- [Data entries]

+ + + + +

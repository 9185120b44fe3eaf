//! Demo records loaded into a fresh in-memory backend.
//!
//! The canned accounts match [`DEMO_USERS`] so switching role lands on an
//! identity that owns seeded data. Every seeded account signs in with
//! [`DEMO_PASSWORD`].

use chrono::{DateTime, NaiveDate, Utc};
use uuid::Uuid;

use crate::domain::ports::{DEMO_AVATAR, DEMO_USERS, DemoUser};
use crate::domain::{
    Feedback, FeedbackId, Identity, Profile, Project, ProjectId, ProjectRequest, ProjectStatus,
    Rating, RequestId, RequestStatus, Role, Submission, SubmissionId, SubmissionStatus, UserId,
};

use super::Tables;

/// Password accepted for every seeded account.
pub const DEMO_PASSWORD: &str = "password";

/// Mentee who applied but has not been accepted anywhere.
pub(super) const EMILY_ID: UserId =
    UserId::from_uuid(Uuid::from_u128(0x5b1f_0c6e_8a41_4d2b_9e07_1f3a_6c5d_0004));

pub(super) const ECOMMERCE_ID: ProjectId =
    ProjectId::from_uuid(Uuid::from_u128(0x7d0e_2a55_3c1b_4f6a_8b29_5e4c_1a70_0001));
pub(super) const TASKS_ID: ProjectId =
    ProjectId::from_uuid(Uuid::from_u128(0x7d0e_2a55_3c1b_4f6a_8b29_5e4c_1a70_0002));
pub(super) const SOCIAL_ID: ProjectId =
    ProjectId::from_uuid(Uuid::from_u128(0x7d0e_2a55_3c1b_4f6a_8b29_5e4c_1a70_0003));

const SUBMISSION_ID: SubmissionId =
    SubmissionId::from_uuid(Uuid::from_u128(0x7d0e_2a55_3c1b_4f6a_8b29_5e4c_1a70_0101));
const FEEDBACK_ID: FeedbackId =
    FeedbackId::from_uuid(Uuid::from_u128(0x7d0e_2a55_3c1b_4f6a_8b29_5e4c_1a70_0201));
const JOHN_REQUEST_ID: RequestId =
    RequestId::from_uuid(Uuid::from_u128(0x7d0e_2a55_3c1b_4f6a_8b29_5e4c_1a70_0301));
const EMILY_REQUEST_ID: RequestId =
    RequestId::from_uuid(Uuid::from_u128(0x7d0e_2a55_3c1b_4f6a_8b29_5e4c_1a70_0302));

/// Failure while building seed rows.
#[derive(Debug, Clone, PartialEq, Eq, thiserror::Error)]
#[error("invalid seed record: {0}")]
pub struct SeedError(String);

fn seed_err(err: impl std::fmt::Display) -> SeedError {
    SeedError(err.to_string())
}

fn at(raw: &str) -> Result<DateTime<Utc>, SeedError> {
    DateTime::parse_from_rfc3339(raw)
        .map(|ts| ts.with_timezone(&Utc))
        .map_err(seed_err)
}

fn day(raw: &str) -> Result<NaiveDate, SeedError> {
    NaiveDate::parse_from_str(raw, "%Y-%m-%d").map_err(seed_err)
}

fn stack(items: &[&str]) -> Vec<String> {
    items.iter().map(|item| (*item).to_owned()).collect()
}

fn mentor_id() -> UserId {
    DemoUser::for_role(Role::Mentor).id.clone()
}

fn mentee_id() -> UserId {
    DemoUser::for_role(Role::Mentee).id.clone()
}

fn seed_account(
    tables: &mut Tables,
    id: UserId,
    name: &str,
    email: &str,
    role: Role,
) -> Result<(), SeedError> {
    let identity = Identity::try_from_strings(id.to_string(), name, email)
        .map_err(seed_err)?
        .with_avatar(DEMO_AVATAR);
    let profile = Profile::new(id, identity.display_name().clone(), role);
    tables.insert_account(identity, DEMO_PASSWORD);
    tables.profiles.insert(profile.id().clone(), profile);
    Ok(())
}

pub(super) fn load(tables: &mut Tables) -> Result<(), SeedError> {
    for user in &DEMO_USERS {
        seed_account(tables, user.id.clone(), user.name, user.email, user.role)?;
    }
    seed_account(tables, EMILY_ID, "Emily Davis", "emily@example.com", Role::Mentee)?;

    tables.projects = vec![
        Project {
            id: ECOMMERCE_ID,
            title: "E-commerce Dashboard".into(),
            description: "Build a responsive dashboard for an e-commerce website with data visualization."
                .into(),
            mentor_id: mentor_id(),
            tech_stack: stack(&["React", "TailwindCSS", "Chart.js"]),
            deadline: Some(day("2025-06-15")?),
            status: ProjectStatus::InProgress,
        },
        Project {
            id: TASKS_ID,
            title: "Task Management App".into(),
            description: "Create a task management application with drag and drop functionality."
                .into(),
            mentor_id: mentor_id(),
            tech_stack: stack(&["React", "Redux", "Tailwind"]),
            deadline: Some(day("2025-07-20")?),
            status: ProjectStatus::Available,
        },
        Project {
            id: SOCIAL_ID,
            title: "Social Media API Integration".into(),
            description: "Integrate various social media APIs into a React application.".into(),
            mentor_id: mentor_id(),
            tech_stack: stack(&["React", "REST API", "OAuth"]),
            deadline: Some(day("2025-08-10")?),
            status: ProjectStatus::Completed,
        },
    ];

    tables.requests = vec![
        ProjectRequest {
            id: JOHN_REQUEST_ID,
            mentee_id: mentee_id(),
            project_id: ECOMMERCE_ID,
            status: RequestStatus::Pending,
            created_at: at("2025-04-05T09:30:00Z")?,
        },
        ProjectRequest {
            id: EMILY_REQUEST_ID,
            mentee_id: EMILY_ID,
            project_id: TASKS_ID,
            status: RequestStatus::Pending,
            created_at: at("2025-04-08T14:20:00Z")?,
        },
    ];

    tables.submissions = vec![Submission {
        id: SUBMISSION_ID,
        project_id: ECOMMERCE_ID,
        mentee_id: mentee_id(),
        github_link: Some("https://github.com/johnsmith/ecommerce-dashboard".into()),
        file_url: None,
        submitted_at: at("2025-04-10T15:30:00Z")?,
        status: SubmissionStatus::Pending,
    }];

    tables.feedback = vec![Feedback {
        id: FEEDBACK_ID,
        submission_id: SUBMISSION_ID,
        mentor_id: mentor_id(),
        comment: "Great work on the dashboard layout! Consider improving the responsiveness for mobile devices."
            .into(),
        rating: Rating::new(4).map_err(seed_err)?,
        created_at: at("2025-04-12T10:15:00Z")?,
    }];

    Ok(())
}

+ + + + +

The answer must consist of every line above that holds the string "application", copied exactly.

- [ANSWER AREA]
            description: "Create a task management application with drag and drop functionality."
            description: "Integrate various social media APIs into a React application.".into(),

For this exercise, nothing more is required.